REQUIRED WORK |
Please report the number of lines in the entries below that contain "ContextError", with nothing added.

>>>

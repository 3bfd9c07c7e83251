// Copyright 2026 the Tendril Authors
// SPDX-License-Identifier: Apache-2.0 OR MIT

//! Context kind and provider identity types.

use core::fmt;
use core::marker::PhantomData;

/// Untyped identifier of a context kind.
#[derive(Clone, Copy, PartialEq, Eq, PartialOrd, Ord, Hash)]
pub struct KindId(pub(crate) u32);

impl KindId {
    /// Returns the raw kind index (for diagnostics only).
    #[inline]
    #[must_use]
    pub const fn index(self) -> u32 {
        self.0
    }
}

impl fmt::Debug for KindId {
    fn fmt(&self, f: &mut fmt::Formatter<'_>) -> fmt::Result {
        write!(f, "KindId({})", self.0)
    }
}

/// A typed context kind.
///
/// Every provider registered under a `Kind<T>` exposes a value of type `T`,
/// so a lookup through the kind can only ever yield a `T`. Kinds are created
/// by [`Registry::create_kind`](super::Registry::create_kind) and are cheap
/// to copy.
pub struct Kind<T: 'static> {
    id: KindId,
    _marker: PhantomData<fn() -> T>,
}

impl<T: 'static> Kind<T> {
    pub(crate) const fn new(id: KindId) -> Self {
        Self {
            id,
            _marker: PhantomData,
        }
    }

    /// Returns the untyped identifier of this kind.
    #[inline]
    #[must_use]
    pub const fn id(self) -> KindId {
        self.id
    }
}

impl<T: 'static> Clone for Kind<T> {
    fn clone(&self) -> Self {
        *self
    }
}

impl<T: 'static> Copy for Kind<T> {}

impl<T: 'static> PartialEq for Kind<T> {
    fn eq(&self, other: &Self) -> bool {
        self.id == other.id
    }
}

impl<T: 'static> Eq for Kind<T> {}

impl<T: 'static> fmt::Debug for Kind<T> {
    fn fmt(&self, f: &mut fmt::Formatter<'_>) -> fmt::Result {
        f.debug_struct("Kind")
            .field("id", &self.id.0)
            .field("type", &core::any::type_name::<T>())
            .finish()
    }
}

/// A handle to a registry entry.
///
/// Slot index plus generation counter: a reclaimed entry's handle never
/// matches a later entry in the same slot, so ids are unique for the lifetime
/// of the runtime.
#[derive(Clone, Copy, PartialEq, Eq, PartialOrd, Ord, Hash)]
pub struct ProviderId {
    pub(crate) idx: u32,
    pub(crate) generation: u32,
}

impl ProviderId {
    /// Returns the raw slot index (for diagnostics only).
    #[inline]
    #[must_use]
    pub const fn index(self) -> u32 {
        self.idx
    }

    /// Returns the generation counter.
    #[inline]
    #[must_use]
    pub const fn generation(self) -> u32 {
        self.generation
    }
}

impl fmt::Debug for ProviderId {
    fn fmt(&self, f: &mut fmt::Formatter<'_>) -> fmt::Result {
        write!(f, "ProviderId({}@gen{})", self.idx, self.generation)
    }
}

impl fmt::Display for ProviderId {
    fn fmt(&self, f: &mut fmt::Formatter<'_>) -> fmt::Result {
        write!(f, "p{}.{}", self.idx, self.generation)
    }
}
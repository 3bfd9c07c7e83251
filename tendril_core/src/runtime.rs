// Copyright 2026 the Tendril Authors
// SPDX-License-Identifier: Apache-2.0 OR MIT

//! The application instance tying the tree, registry, and monitor together.

use alloc::boxed::Box;
use alloc::collections::BTreeMap;
use alloc::rc::Rc;
use alloc::string::String;
use alloc::vec::Vec;
use core::any::{Any, TypeId};
use core::fmt;

use crate::context::{ContextError, Kind, ProviderId, ReclaimHook, Registry};
use crate::lifecycle::LifecycleMonitor;
use crate::node::{Marker, NodeId, NodeTree};
use crate::schedule::{RuntimeConfig, TaskQueue};
use crate::trace::{RegisterEvent, TraceSink, Tracer};

/// Nodes produced by a render function, in order.
pub type Content = Vec<NodeId>;

/// One independent UI tree with its own registry and task queue.
///
/// Nothing is shared between runtimes, so tests can build as many as they
/// like side by side.
pub struct Runtime {
    pub(crate) tree: NodeTree,
    pub(crate) registry: Registry,
    pub(crate) monitor: LifecycleMonitor,
    pub(crate) queue: TaskQueue,
    pub(crate) config: RuntimeConfig,
    pub(crate) document: NodeId,
    services: BTreeMap<TypeId, Rc<dyn Any>>,
    sink: Option<Box<dyn TraceSink>>,
}

impl fmt::Debug for Runtime {
    fn fmt(&self, f: &mut fmt::Formatter<'_>) -> fmt::Result {
        f.debug_struct("Runtime")
            .field("tree", &self.tree)
            .field("registry", &self.registry)
            .field("monitor", &self.monitor)
            .field("queue", &self.queue)
            .field("config", &self.config)
            .field("document", &self.document)
            .field("services", &self.services.len())
            .field("traced", &self.sink.is_some())
            .finish()
    }
}

impl Default for Runtime {
    fn default() -> Self {
        Self::new()
    }
}

impl Runtime {
    /// Creates a runtime with the default [`RuntimeConfig`].
    #[must_use]
    pub fn new() -> Self {
        Self::with_config(RuntimeConfig::new())
    }

    /// Creates a runtime with the given configuration.
    #[must_use]
    pub fn with_config(config: RuntimeConfig) -> Self {
        let mut tree = NodeTree::new();
        let document = tree.create_element("document");
        Self {
            tree,
            registry: Registry::new(),
            monitor: LifecycleMonitor::default(),
            queue: TaskQueue::default(),
            config,
            document,
            services: BTreeMap::new(),
            sink: None,
        }
    }

    /// Returns the configuration.
    #[must_use]
    pub fn config(&self) -> RuntimeConfig {
        self.config
    }

    /// Returns the document root every mounted tree hangs from.
    #[must_use]
    pub fn document(&self) -> NodeId {
        self.document
    }

    /// Returns the node tree.
    #[must_use]
    pub fn tree(&self) -> &NodeTree {
        &self.tree
    }

    /// Returns the node tree for direct mutation.
    ///
    /// Structural changes made through it are recorded like any other.
    pub fn tree_mut(&mut self) -> &mut NodeTree {
        &mut self.tree
    }

    /// Returns the capability registry.
    #[must_use]
    pub fn registry(&self) -> &Registry {
        &self.registry
    }

    /// Returns the lifecycle monitor.
    #[must_use]
    pub fn monitor(&self) -> &LifecycleMonitor {
        &self.monitor
    }

    // -- Tracing --

    /// Installs a trace sink, returning the previous one.
    pub fn set_trace_sink(&mut self, sink: Box<dyn TraceSink>) -> Option<Box<dyn TraceSink>> {
        self.sink.replace(sink)
    }

    /// Removes the trace sink.
    pub fn take_trace_sink(&mut self) -> Option<Box<dyn TraceSink>> {
        self.sink.take()
    }

    /// Returns a tracer over the installed sink.
    pub fn tracer(&mut self) -> Tracer<'_> {
        match self.sink.as_deref_mut() {
            Some(sink) => Tracer::new(sink),
            None => Tracer::none(),
        }
    }

    // -- Services --

    /// Stores an application-scoped service, replacing any previous one of
    /// the same type.
    pub fn insert_service<S: 'static>(&mut self, service: S) -> Rc<S> {
        let service = Rc::new(service);
        self.services
            .insert(TypeId::of::<S>(), Rc::clone(&service) as Rc<dyn Any>);
        service
    }

    /// Returns the service of type `S`, if one was inserted.
    #[must_use]
    pub fn service<S: 'static>(&self) -> Option<Rc<S>> {
        let service = self.services.get(&TypeId::of::<S>())?;
        Rc::downcast::<S>(Rc::clone(service)).ok()
    }

    // -- Building --

    /// Creates a detached element with the given children.
    pub fn element(
        &mut self,
        tag: impl Into<String>,
        children: impl IntoIterator<Item = NodeId>,
    ) -> NodeId {
        let node = self.tree.create_element(tag);
        for child in children {
            self.tree.append_child(node, child);
        }
        node
    }

    /// Creates a detached text node.
    pub fn text(&mut self, text: impl Into<String>) -> NodeId {
        self.tree.create_text(text)
    }

    /// Appends `child` to `parent`.
    pub fn append(&mut self, parent: NodeId, child: NodeId) {
        self.tree.append_child(parent, child);
    }

    /// Appends built content to the document root.
    pub fn mount(&mut self, content: impl IntoIterator<Item = NodeId>) {
        for node in content {
            self.tree.append_child(self.document, node);
        }
    }

    /// Replaces the children of `parent`.
    pub fn replace_children(&mut self, parent: NodeId, content: &[NodeId]) {
        self.tree.replace_children(parent, content);
    }

    /// Removes every child of `parent`.
    pub fn clear_children(&mut self, parent: NodeId) {
        self.tree.clear_children(parent);
    }

    /// Detaches `node` from its parent. Its providers are reclaimed at the
    /// next settle unless it is reinserted first.
    pub fn remove(&mut self, node: NodeId) {
        self.tree.remove_from_parent(node);
    }

    /// Reclaims every provider in `node`'s subtree, then detaches and
    /// destroys it immediately. Returns the number of reclaimed entries.
    pub fn destroy(&mut self, node: NodeId) -> usize {
        let reclaimed = self.reclaim_subtree(node);
        if self.tree.parent(node).is_some() {
            self.tree.remove_from_parent(node);
        }
        self.tree.destroy_subtree(node);
        reclaimed
    }

    // -- Context --

    /// Creates a context kind. See [`Registry::create_kind`].
    pub fn create_kind<T: 'static>(&mut self, default: Option<T>) -> Kind<T> {
        self.registry.create_kind(default)
    }

    /// Makes `node` a provider of `kind`.
    ///
    /// Stores `value` (or the kind's default), marks the node, and schedules
    /// lifecycle observation for the next settle.
    pub fn register<T: 'static>(
        &mut self,
        node: NodeId,
        kind: Kind<T>,
        value: Option<T>,
    ) -> Result<ProviderId, ContextError> {
        if self.tree.marker(node, kind.id()).is_some() {
            return Err(ContextError::AlreadyMarked {
                node,
                kind: kind.id(),
            });
        }
        let provider = self.registry.insert(kind, node, value)?;
        self.tree.add_marker(
            node,
            Marker {
                kind: kind.id(),
                provider,
            },
        );
        self.tracer().register(&RegisterEvent {
            provider,
            node,
            kind: kind.id(),
        });
        self.defer("watch", move |rt| {
            rt.start_watch(provider);
            Ok(())
        });
        Ok(provider)
    }

    /// Attaches a hook run once when `provider` is reclaimed.
    pub fn on_reclaim(&mut self, provider: ProviderId, hook: ReclaimHook) -> bool {
        self.registry.on_reclaim(provider, hook)
    }

    /// Returns the value of a live provider.
    ///
    /// # Panics
    ///
    /// Panics if the provider was reclaimed.
    #[must_use]
    pub fn capability<T: 'static>(&self, kind: Kind<T>, provider: ProviderId) -> Rc<T> {
        self.registry.get(kind, provider)
    }
}

#[cfg(test)]
mod tests {
    use super::*;

    #[derive(Debug, PartialEq)]
    struct Theme(&'static str);

    #[test]
    fn services_are_keyed_by_type() {
        let mut rt = Runtime::new();
        assert!(rt.service::<Theme>().is_none());
        rt.insert_service(Theme("dark"));
        assert_eq!(*rt.service::<Theme>().unwrap(), Theme("dark"));
        rt.insert_service(Theme("light"));
        assert_eq!(rt.service::<Theme>().unwrap().0, "light");
    }

    #[test]
    fn mount_hangs_content_from_the_document() {
        let mut rt = Runtime::new();
        let hello = rt.text("hello");
        let p = rt.element("p", [hello]);
        rt.mount([p]);
        assert_eq!(rt.tree().parent(p), Some(rt.document()));
        assert_eq!(rt.tree().text_content(rt.document()), "hello");
        assert!(!rt.is_idle(), "the mount is pending delivery");
        rt.settle();
        assert!(rt.is_idle());
    }

    #[test]
    fn register_schedules_a_watch() {
        let mut rt = Runtime::new();
        let kind = rt.create_kind::<u32>(None);
        let node = rt.element("div", []);
        let p = rt.register(node, kind, Some(3)).unwrap();
        assert_eq!(rt.pending_tasks(), 1);
        assert_eq!(*rt.capability(kind, p), 3);
        assert_eq!(rt.provided(node, kind).as_deref(), Some(&3));
        assert_eq!(
            rt.register(node, kind, Some(4)),
            Err(ContextError::AlreadyMarked {
                node,
                kind: kind.id()
            })
        );
        assert_eq!(rt.registry().len(), 1, "the rejected value is not stored");
    }

    #[test]
    #[should_panic(expected = "stale NodeId")]
    fn destroyed_nodes_fail_loudly() {
        let mut rt = Runtime::new();
        let node = rt.element("div", []);
        rt.destroy(node);
        rt.append(rt.document(), node);
    }
}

<<<

EXERCISE SOLUTION |
4